6 Haziran 2020 Cumartesi

5 vakit - 5 renk

Kuşluk vakti. Gökyüzünün rengi turuncu. Kurkuma (zerdeçal) ve tarçın serpilmiş bir kase yoğurtla güne başlamak. Portakalların sonuncusu, kayısının birincisi, mavi gözlü bir arı ile, ne güzel. Mutluluğun rengi sence ne? İçini ılık ılık ettiren; güneşin ilk ışıklarıyla, bir yerde hâlâ kalbi birbiri için atan iki aşığın "kavuniçi, hayır turuncu" diye tartıştığını düşünmek..


Öğlen. Mart başında paketten çıkardığım soğanları toprağa dikerken, paketin üzerindeki yazıya gülmüştüm; çünkü bilgiç paket bana "çiçekler Haziran'da çıkacak!" diyordu. İlk zambak, muhteşem bir mavi-mor, tam 1 Haziran'da açtı. Almanların otu, böceği bile disiplinli demek ki :) Öğlen çiçeklerin sayısı 5 olmuştu, mavi-mor'u doya doya gözlerime çektim. Sabrın, kavuşmanın rengiydi..


İkindi. Elimde aynı anda iki, üç kitap olduğu pek görülmüş şey değildir. Birini bitirmeden diğerine odaklanamam, aynı anda iki farklı dünyanın içine giremem, beceremem sanıyorum. Oysa ben de, herkes gibiyim artık, değil mi? Fakat Pessoa bitmiyor. Bitmesini istemediğim için uzattığımın farkında olarak, Portekiz'den biraz uzaklaşıyor, aynı zamanda bir başka büyük Latin Amerika yazarını, "Sevgili Borges"imi okuyorum. Onun rengi vuruyor duvarlara, mutfaktaki masaya, gökyüzüne.
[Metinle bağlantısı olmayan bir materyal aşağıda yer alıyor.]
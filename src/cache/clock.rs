//! Time source for cache expiry.

use std::sync::{Arc, Mutex};
use std::time::{Duration, Instant};

/// Monotonic time source.
pub trait Clock: Send + Sync + std::fmt::Debug {
    fn now(&self) -> Instant;
}

/// Wall clock backed by [`Instant::now`].
#[derive(Debug, Clone, Copy, Default)]
pub struct SystemClock;

impl Clock for SystemClock {
    fn now(&self) -> Instant {
        Instant::now()
    }
}

/// Clock that only moves when told to. Clones share the same time.
#[derive(Debug, Clone)]
pub struct ManualClock {
    now: Arc<Mutex<Instant>>,
}

impl ManualClock {
    pub fn new() -> Self {
        Self {
            now: Arc::new(Mutex::new(Instant::now())),
        }
    }

    /// Move time forward.
    pub fn advance(&self, by: Duration) {
        let mut now = self.now.lock().unwrap_or_else(|p| p.into_inner());
        *now += by;
    }
}

impl Default for ManualClock {
    fn default() -> Self {
        Self::new()
    }
}

impl Clock for ManualClock {
    fn now(&self) -> Instant {
        *self.now.lock().unwrap_or_else(|p| p.into_inner())
    }
}
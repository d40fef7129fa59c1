//! Configuration error types.

use thiserror::Error;

/// Problems found while loading or validating client configuration.
#[derive(Debug, Clone, Error, PartialEq)]
pub enum ConfigError {
    /// The base URL is not an http(s) URL.
    #[error("Invalid base URL '{url}': expected http:// or https://")]
    InvalidBaseUrl { url: String },

    /// An environment variable held a value of the wrong shape.
    #[error("Invalid value for {name}: '{value}'")]
    InvalidValue { name: String, value: String },
}

impl ConfigError {
    /// Get a short error code for logging.
    pub fn error_code(&self) -> &'static str {
        match self {
            ConfigError::InvalidBaseUrl { .. } => "E_CFG_URL",
            ConfigError::InvalidValue { .. } => "E_CFG_VALUE",
        }
    }
}
//! Command-line argument parsing for the crafty CLI.

use std::path::PathBuf;
use thiserror::Error;

/// Parsed CLI command to execute.
#[derive(Debug, Clone, PartialEq)]
pub enum CliCommand {
    /// Show version information
    Version,
    /// Show usage
    Help,
    /// Parse a captured stream body from a file
    Replay {
        path: PathBuf,
        /// Feed the file in chunks of this many bytes (whole file if unset)
        chunk_size: Option<usize>,
    },
    /// Send a message to an agent and stream the answer
    Run {
        agent_id: String,
        message: String,
        session_id: Option<String>,
        user_id: Option<String>,
    },
}

/// Reasons the command line could not be understood.
#[derive(Debug, Clone, Error, PartialEq)]
pub enum ArgsError {
    #[error("unknown command '{0}'")]
    UnknownCommand(String),
    #[error("unknown option '{0}'")]
    UnknownOption(String),
    #[error("missing {0}")]
    Missing(&'static str),
    #[error("option {0} needs a value")]
    MissingValue(String),
    #[error("invalid chunk size '{0}': expected a positive integer")]
    InvalidChunkSize(String),
    #[error("unexpected argument '{0}'")]
    Unexpected(String),
}

/// Parse command-line arguments (program name first).
///
/// ```
/// use crafty::cli::args::{parse_args, CliCommand};
///
/// let args = vec!["crafty".to_string(), "--version".to_string()];
/// assert_eq!(parse_args(args.into_iter()), Ok(CliCommand::Version));
/// ```
pub fn parse_args<I>(args: I) -> Result<CliCommand, ArgsError>
where
    I: Iterator<Item = String>,
{
    let mut args = args.skip(1);

    let Some(command) = args.next() else {
        return Ok(CliCommand::Help);
    };

    match command.as_str() {
        "--version" | "-V" | "version" => Ok(CliCommand::Version),
        "--help" | "-h" | "help" => Ok(CliCommand::Help),
        "replay" => parse_replay(args),
        "run" => parse_run(args),
        other => Err(ArgsError::UnknownCommand(other.to_string())),
    }
}

fn parse_replay<I>(mut args: I) -> Result<CliCommand, ArgsError>
where
    I: Iterator<Item = String>,
{
    let mut path = None;
    let mut chunk_size = None;

    while let Some(arg) = args.next() {
        match arg.as_str() {
            "--chunk-size" | "-c" => {
                let value = args.next().ok_or(ArgsError::MissingValue(arg.clone()))?;
                chunk_size = Some(parse_chunk_size(&value)?);
            }
            flag if flag.starts_with('-') && flag != "-" => {
                return Err(ArgsError::UnknownOption(flag.to_string()));
            }
            _ if path.is_none() => path = Some(PathBuf::from(arg)),
            _ => return Err(ArgsError::Unexpected(arg)),
        }
    }

    Ok(CliCommand::Replay {
        path: path.ok_or(ArgsError::Missing("<file>"))?,
        chunk_size,
    })
}

fn parse_run<I>(mut args: I) -> Result<CliCommand, ArgsError>
where
    I: Iterator<Item = String>,
{
    let mut positional = Vec::new();
    let mut session_id = None;
    let mut user_id = None;

    while let Some(arg) = args.next() {
        match arg.as_str() {
            "--session" | "-s" => {
                session_id = Some(args.next().ok_or(ArgsError::MissingValue(arg.clone()))?);
            }
            "--user" | "-u" => {
                user_id = Some(args.next().ok_or(ArgsError::MissingValue(arg.clone()))?);
            }
            flag if flag.starts_with("--") => {
                return Err(ArgsError::UnknownOption(flag.to_string()));
            }
            _ => positional.push(arg),
        }
    }

    let mut positional = positional.into_iter();
    let agent_id = positional.next().ok_or(ArgsError::Missing("<agent_id>"))?;
    let message = positional.next().ok_or(ArgsError::Missing("<message>"))?;
    if let Some(extra) = positional.next() {
        return Err(ArgsError::Unexpected(extra));
    }

    Ok(CliCommand::Run {
        agent_id,
        message,
        session_id,
        user_id,
    })
}

fn parse_chunk_size(value: &str) -> Result<usize, ArgsError> {
    value
        .parse::<usize>()
        .ok()
        .filter(|size| *size > 0)
        .ok_or_else(|| ArgsError::InvalidChunkSize(value.to_string()))
}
Borges; benim için bir sis perdesi ardından bakmak demek (giderek körleşmek, tüm ailenin kaderini senin de taşıyacağını en ufak yaşından itibaren bilerek ve buna rağmen yazmaya sevdalanarak..) İkindi boyunca dünyanın rengi gri..


Akşam. Şakır şakır yağmur bastırıyor birden. Yıllar öncesinden, uzun sürmüş bir günün akşamını düşünüyorum. Şemsiyesiz ve kaygısız yürüyüşümüzü, ıpıslak saçlarımı koklayışını, gözlerindeki tutkuyu özlüyorum. Dışarıda, arnavut kaldırımı sokakları "döğe döğe" yağan ve benim ıslanmayı göze alamadığım için camın gerisinden izlediğim yağmuru; özlüyorum. Ve birden "yavaşça yere bırakıyorum" elimdeki işi, düşüncelerimi, korkularımı. Olduğum halimle çıkıyorum yağmurun altına, yavaş yavaş yürümeye başlıyorum, yavaş yavaş yüzüme bir gülümseme yayılıyor, yavaş yavaş içimdeki tüm özlem diniyor, yeniden kuş cıvıltıları sarıyor dört bir yanımı. Bileğime taktıklarım gibi, rengârenk oluyorum.


Ve gece. "Simsiyah bir gecede pırıl pırıl parlayan yıldızlar gibisin" demişti. Kim demişti, bana mı denmişti, ben ona mı demiştim, o kadar uzun zaman oldu ki... Hatırlayamıyorum. Ve bu beni korkutuyor; yaşadığımız anların günün birinde unutulacak kadar uzakta kalacağını düşünmek, beni üzüyor. Aynen bizden önce yaşamış milyarlarca insanın hissettikleri, tutkuları, hırsları gibi, günün birinde bizden de tek bir an kalmayacak olması; beni çok düşündürüyor......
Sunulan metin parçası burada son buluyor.